I am starting to study infinite-dimensional manifolds, specifically, Banach manifolds. I found some interesting introductory texts in which the mathematical background is developed with some detail. However, I am not able to find some organic treatment of the differential geometry of the orbits of a smooth (analytic) action of an infinite-dimensional Banach-Lie group $\mathcal{G}$ on Banach manifolds $\mathcal{M}$. I am particularly interested in the case of non-proper actions, and I would like to know if and under what assumptions the orbits are Banach manifolds.

Are there articles/books developing the subject?

Thank You.

EDIT

Here and in "Bourbaki: Lie groups and Lie algebras, chapters 2 and 3", I found that, whenever the isotropy subgroup $\mathcal{G}_{m}$ at $m\in\mathcal{M}$ is a split Lie subgroup of $\mathcal{G}$ (that is, a subgroup which is a Lie group in the subspace topology), then $\mathcal{G}/\mathcal{G}_{m}$ is an analytic Banach manifold, and $\pi\colon\mathcal{G}\rightarrow\mathcal{G}_{m}$ is a submersion. Clearly, there is a bijection $\gamma$ from $\mathcal{G}/\mathcal{G}_{m}$ to the orbit $\mathcal{G}\cdot m$ through $m\in\mathcal{M}$. What do I have to do to ensure that the bijection $\gamma$ turns $\mathcal{G}\cdot m$ into a Banach manifold?

• I would also like a nice source for this. Many standard texts for Banach manifolds do not talk much about Banach Lie groups and their actions. – user98602 Apr 12 '16 at 21:14

## 1 Answer

Here are some partial answers: It is known that Banach Lie group actions on finite-dimensional manifolds are quite restricted. What I mean by this is: Due to a theorem by Omori, see

Hideki Omori, On Banach-Lie groups acting on finite dimensional manifolds, Tohoku Math. J. (2) 30 (2), 223-250, 1978

if a Banach-Lie group acts smoothly, effectively and transitively on a finite-dimensional manifold, then it automatically is finite-dimensional. Hence for many manifolds which come up, one can only consider actions which do not satisfy these requirements or one is forced outside of the class of Banach Lie groups (e.g. if one considers diffeomorphism groups of finite-dimensional manifolds).

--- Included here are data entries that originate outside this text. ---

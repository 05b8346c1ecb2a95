//! In-memory cache store.
//!
//! The store is the only shared mutable resource of the engine. Every write
//! goes through `set`, `set_error`, `patch_many`, `restore`, `invalidate`
//! or `remove`, which keeps the entry invariants in one place. Operations
//! are synchronous; the lock is never held across an await point.

mod entry;
mod token;

use std::collections::BTreeMap;
use std::sync::Arc;

use indexmap::IndexMap;
use optimist_core::{CacheKey, KeyMatcher};
use parking_lot::RwLock;
use serde_json::Value;
use tracing::debug;

use crate::error::FetchError;

pub use entry::{CacheEntry, EntryState};
pub use token::RestoreToken;

struct Slot {
    entry: CacheEntry,
    /// Bumped on every write; lets a fetch detect that it was superseded.
    revision: u64,
}

#[derive(Default)]
struct StoreInner {
    slots: IndexMap<CacheKey, Slot>,
    next_revision: u64,
}

impl StoreInner {
    fn bump(&mut self) -> u64 {
        self.next_revision += 1;
        self.next_revision
    }

    fn put(&mut self, key: CacheKey, entry: CacheEntry) -> u64 {
        let revision = self.bump();
        self.slots.insert(key, Slot { entry, revision });
        revision
    }
}

/// Cache de resultados de queries, compartido por executor y coordinator.
///
/// Cloning is cheap and yields a handle to the same store. The store is
/// built once per session and torn down with [`clear`](Self::clear).
///
/// # Examples
///
/// ```
/// use optimist_core::{keys, Domain, KeyParams, KeyPrefix, KeyKind};
/// use optimist_engine::store::{CacheStore, EntryState};
/// use serde_json::json;
///
/// let store = CacheStore::new();
/// let key = keys::list(Domain::clients(), KeyParams::new());
/// store.set(key.clone(), json!([{"id": "1", "name": "A"}]));
///
/// let token = store.patch_many(&KeyPrefix::kind(Domain::clients(), KeyKind::List), |_, data| {
///     data[0]["name"] = json!("B");
///     true
/// });
/// assert_eq!(store.get(&key).unwrap().data().unwrap()[0]["name"], json!("B"));
///
/// store.restore(token);
/// assert_eq!(store.get(&key).unwrap().data().unwrap()[0]["name"], json!("A"));
/// assert_eq!(store.get(&key).unwrap().state(), EntryState::Fresh);
/// ```
#[derive(Clone, Default)]
pub struct CacheStore {
    inner: Arc<RwLock<StoreInner>>,
}

impl CacheStore {
    /// Crea un store vacio.
    pub fn new() -> Self {
        Self::default()
    }

    /// Returns a copy of the entry for `key`. No side effects.
    pub fn get(&self, key: &CacheKey) -> Option<CacheEntry> {
        self.inner.read().slots.get(key).map(|slot| slot.entry.clone())
    }

    /// Returns a copy of the data for `key`.
    pub fn data(&self, key: &CacheKey) -> Option<Value> {
        self.inner
            .read()
            .slots
            .get(key)
            .and_then(|slot| slot.entry.data().cloned())
    }

    /// Stores fetched or canonical data: `state=fresh`, `updated_at=now`,
    /// error cleared.
    pub fn set(&self, key: CacheKey, data: Value) {
        let mut inner = self.inner.write();
        debug!(key = %key, "Cache entry set");
        let revision = inner.bump();
        match inner.slots.get_mut(&key) {
            Some(slot) => {
                slot.entry.set_data(data);
                slot.revision = revision;
            },
            None => {
                let entry = CacheEntry::fresh(key.clone(), data);
                inner.slots.insert(key, Slot { entry, revision });
            },
        }
    }

    /// Marks an entry as failed, keeping its previous data.
    pub fn set_error(&self, key: CacheKey, error: FetchError) {
        self.write_error(key, error, false);
    }

    /// Marks an entry as failed and discards its previous data.
    pub fn set_error_discarding(&self, key: CacheKey, error: FetchError) {
        self.write_error(key, error, true);
    }

    /// Applies `transform` to the data of every stored entry matched by
    /// `matcher`.
    ///
    /// The transform edits a copy of the data and returns whether it changed
    /// anything; only changed entries are written back and captured in the
    /// returned token. Entries without data are never touched. The state of
    /// a patched entry is left as it was.
    pub fn patch_many<M, F>(&self, matcher: &M, mut transform: F) -> RestoreToken
    where
        M: KeyMatcher + ?Sized,
        F: FnMut(&CacheKey, &mut Value) -> bool,
    {
        let mut inner = self.inner.write();
        let mut captured = Vec::new();
        let mut touched = Vec::new();

        for (key, slot) in inner.slots.iter_mut() {
            if !matcher.matches(key) {
                continue;
            }
            let Some(data) = slot.entry.data() else {
                continue;
            };
            let mut patched = data.clone();
            if !transform(key, &mut patched) {
                continue;
            }
            captured.push((key.clone(), slot.entry.clone()));
            if let Some(data) = slot.entry.data_mut() {
                *data = patched;
            }
            touched.push(key.clone());
        }

        for key in &touched {
            let revision = inner.bump();
            if let Some(slot) = inner.slots.get_mut(key) {
                slot.revision = revision;
            }
        }

        debug!(count = captured.len(), "Cache entries patched");
        RestoreToken::new(captured)
    }

    /// Puts back every entry captured by `token`, in reverse order.
    pub fn restore(&self, token: RestoreToken) {
        let mut inner = self.inner.write();
        let entries = token.into_entries();
        let count = entries.len();

        for (key, entry) in entries.into_iter().rev() {
            inner.put(key, entry);
        }

        debug!(count = count, "Cache entries restored");
    }

    /// Marks every matched entry `stale`, or removes it if it has no data
    /// yet. Does not fetch. Invalidating an already stale entry is a no-op.
    ///
    /// Returns the number of entries that changed.
    pub fn invalidate<M>(&self, matcher: &M) -> usize
    where
        M: KeyMatcher + ?Sized,
    {
        let mut inner = self.inner.write();
        let mut to_stale = Vec::new();
        let mut to_remove = Vec::new();

        for (key, slot) in inner.slots.iter() {
            if !matcher.matches(key) {
                continue;
            }
            if slot.entry.data().is_none() {
                to_remove.push(key.clone());
            } else if slot.entry.state() != EntryState::Stale {
                to_stale.push(key.clone());
            }
        }

        for key in &to_stale {
            let revision = inner.bump();
            if let Some(slot) = inner.slots.get_mut(key) {
                slot.entry.set_state(EntryState::Stale);
                slot.revision = revision;
            }
        }
        for key in &to_remove {
            inner.slots.shift_remove(key);
        }

        let changed = to_stale.len() + to_remove.len();
        if changed > 0 {
            debug!(
                stale = to_stale.len(),
                removed = to_remove.len(),
                "Cache entries invalidated"
            );
        }
        changed
    }

    /// Deletes an entry entirely.
    pub fn remove(&self, key: &CacheKey) -> Option<CacheEntry> {
        let removed = self.inner.write().slots.shift_remove(key);
        if removed.is_some() {
            debug!(key = %key, "Cache entry removed");
        }
        removed.map(|slot| slot.entry)
    }

    /// Returns the keys currently matched by `matcher`.
    pub fn keys_matching<M>(&self, matcher: &M) -> Vec<CacheKey>
    where
        M: KeyMatcher + ?Sized,
    {
        self.inner
            .read()
            .slots
            .keys()
            .filter(|key| matcher.matches(key))
            .cloned()
            .collect()
    }

    /// Returns a snapshot of every entry, ordered by key.
    pub fn entries(&self) -> BTreeMap<CacheKey, CacheEntry> {
        self.inner
            .read()
            .slots
            .iter()
            .map(|(key, slot)| (key.clone(), slot.entry.clone()))
            .collect()
    }

    /// Returns the number of entries.
    pub fn len(&self) -> usize {
        self.inner.read().slots.len()
    }

    /// Returns true if the store is empty.
    pub fn is_empty(&self) -> bool {
        self.inner.read().slots.is_empty()
    }

    /// Drops every entry (session teardown).
    pub fn clear(&self) {
        let mut inner = self.inner.write();
        let count = inner.slots.len();
        inner.slots.clear();
        debug!(count = count, "Cache cleared");
    }

    /// Moves the entry to `fetching`, creating it (`idle`) on first
    /// reference. Returns the revision the fetch must still observe when
    /// it completes.
    pub(crate) fn begin_fetch(&self, key: &CacheKey) -> u64 {
        let mut inner = self.inner.write();
        let revision = inner.bump();
        let slot = inner.slots.entry(key.clone()).or_insert_with(|| Slot {
            entry: CacheEntry::idle(key.clone()),
            revision,
        });
        slot.entry.set_state(EntryState::Fetching);
        slot.revision = revision;
        revision
    }

    /// Writes a fetch result if nothing else wrote the entry since
    /// `begin_fetch`. Returns false if the result was discarded.
    pub(crate) fn complete_fetch(
        &self,
        key: &CacheKey,
        revision: u64,
        result: &Result<Value, FetchError>,
        discard_on_error: bool,
    ) -> bool {
        let mut inner = self.inner.write();
        let current = inner.slots.get(key).map(|slot| slot.revision);
        if current != Some(revision) {
            return false;
        }
        let next = inner.bump();
        let Some(slot) = inner.slots.get_mut(key) else {
            return false;
        };
        match result {
            Ok(data) => slot.entry.set_data(data.clone()),
            Err(error) => slot.entry.set_error(error.clone(), discard_on_error),
        }
        slot.revision = next;
        true
    }

    /// Settles an entry left in `fetching` by a superseded fetch: back to
    /// `stale` if it has data, removed otherwise.
    pub(crate) fn release_fetch(&self, key: &CacheKey) {
        let mut inner = self.inner.write();
        let has_data = match inner.slots.get(key) {
            Some(slot) if slot.entry.state() == EntryState::Fetching => {
                slot.entry.data().is_some()
            },
            _ => return,
        };
        if has_data {
            let revision = inner.bump();
            if let Some(slot) = inner.slots.get_mut(key) {
                slot.entry.set_state(EntryState::Stale);
                slot.revision = revision;
            }
        } else {
            inner.slots.shift_remove(key);
        }
    }

    fn write_error(&self, key: CacheKey, error: FetchError, discard_data: bool) {
        let mut inner = self.inner.write();
        debug!(key = %key, error = %error, "Cache entry marked as error");
        let revision = inner.bump();
        let slot = inner.slots.entry(key.clone()).or_insert_with(|| Slot {
            entry: CacheEntry::idle(key),
            revision,
        });
        slot.entry.set_error(error, discard_data);
        slot.revision = revision;
    }
}
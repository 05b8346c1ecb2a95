//! Remote services used by the integration tests.

use std::sync::atomic::{AtomicUsize, Ordering};

use async_trait::async_trait;
use optimist_remote::{RemoteError, RemoteOperation, RemoteResponse, RemoteService};

/// Remote que falla todas las operaciones con el mismo error.
pub struct FailingRemote {
    error: RemoteError,
    calls: AtomicUsize,
}

impl FailingRemote {
    pub fn new(error: RemoteError) -> Self {
        Self {
            error,
            calls: AtomicUsize::new(0),
        }
    }

    pub fn calls(&self) -> usize {
        self.calls.load(Ordering::SeqCst)
    }
}

#[async_trait]
impl RemoteService for FailingRemote {
    async fn perform(&self, _op: &RemoteOperation) -> Result<RemoteResponse, RemoteError> {
        self.calls.fetch_add(1, Ordering::SeqCst);
        Err(self.error.clone())
    }

    fn name(&self) -> &str {
        "failing"
    }
}
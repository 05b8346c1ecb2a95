//! Metrics module for the optimist engine.

pub mod engine;

pub use engine::{EngineMetrics, register_engine_metrics};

Quotient theorems, or smooth structures on orbits for infinite-dimensional group actions are in general much harder to establish than in the finite-dimensional case. Something along the lines you ask for can be done using the results on submersions in the infinite-dimensional setting e.g. in

Helge Glöckner: Fundamentals of submersions and immersions between infinite-dimensional manifolds. arXiv:1502.05795

Also in your setting a version of Godements theorem (see references in the last paper) is available and could be helpful.